Doug Ford says Aug. 31 end date for teaching contracts 'never going to happen again'
Ontario Premier Doug Ford is making one pledge ahead of the province and teachers unions going to the bargaining table and it has to do with when their next collective bargaining contract will end.
"Isn't it amazing how the previous government and the union sets a date of August 31st right before the kids go back?" he said in Markham Tuesday. "I can tell you that's never going to happen again under our watch after we get through this."
The province and unions could begin discussions on new contracts by the end of this month and labour groups have until May 31st to give written submissions to education minister Lisa Thompson's proposed plan.

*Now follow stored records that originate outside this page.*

use async_trait::async_trait;
use keynudge_common::{Response, Suggestion};

/// Shows a suggestion to the user and reports their choice.
///
/// `None` means the prompt went unanswered and is treated like a dismissal.
/// Implementations may wait on the user for as long as they like.
#[async_trait]
pub trait PresentationSink: Send + Sync {
    async fn present(&self, suggestion: &Suggestion) -> Option<Response>;
}

/// Answers every suggestion the same way without showing anything.
#[derive(Debug, Clone, Copy, Default)]
pub struct FixedResponse(pub Option<Response>);

#[async_trait]
impl PresentationSink for FixedResponse {
    async fn present(&self, _suggestion: &Suggestion) -> Option<Response> {
        self.0
    }
}
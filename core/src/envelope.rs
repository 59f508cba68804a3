//! Response envelope stripping and record-list resolution.
//!
//! The backend answers with a bare entity, `{data: entity}`,
//! `{data: {results: [...]}}`, `{data: [...]}` or a bare array. [`unwrap`]
//! removes one `data` layer; [`records`] then finds the list for list
//! endpoints. Neither fails: an unrecognized list shape reads as empty, so
//! zero records and an unknown shape look the same to callers.

use serde_json::Value;

/// Returns the `data` property if the payload has one, otherwise the payload
/// itself. Applied exactly once per response.
pub fn unwrap(payload: Value) -> Value {
    match payload {
        Value::Object(mut map) if map.contains_key("data") => map.remove("data").unwrap_or(Value::Null),
        other => other,
    }
}

/// Extracts the record array from an unwrapped payload, checking `results`,
/// then a nested `data` array, then the payload itself.
pub fn records(payload: &Value) -> &[Value] {
    if let Some(results) = payload.get("results").and_then(Value::as_array) {
        return results.as_slice();
    }
    if let Some(data) = payload.get("data").and_then(Value::as_array) {
        return data.as_slice();
    }
    match payload {
        Value::Array(items) => items.as_slice(),
        _ => &[],
    }
}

But Thompson said it was too early to discuss when a new end date for a contract would be and that she was looking forward to the talks.
"I respect the premier, but again, I respect our consultation process," she said, and was asked if she was essentially overruling the premier's demand.
"I respect what the premier is saying, but again, we are looking forward to having good faith conversations," she said.
Ford said while he wants to get a deal done with no disruptions to classes, it was the unions that declared war on his government during the election campaign.
"They strike every single government that's in there and let me tell you, the teachers union, they have to get together with the times here," he said, and was asked if he'd be willing to force teachers back to work if they did strike.
"Let's cross that bridge if it happens, I'm going to do everything in our power to make sure this doesn't happen," he said.
Last week, Elementary Teachers Federation President Sam Hammond said while his group will go into negotiations in good faith, rhetoric from the Ford Government will likely make discussions "extremely problematic and difficult."
Green Party Leader Mike Schreiner said Ford and Thompson should get on the same page.
"The premier is saying one thing and the minister is saying another thing, contract negotiations with teachers are serious business," he said. "It doesn't lean a lot of confidence around our students education moving forward into the fall."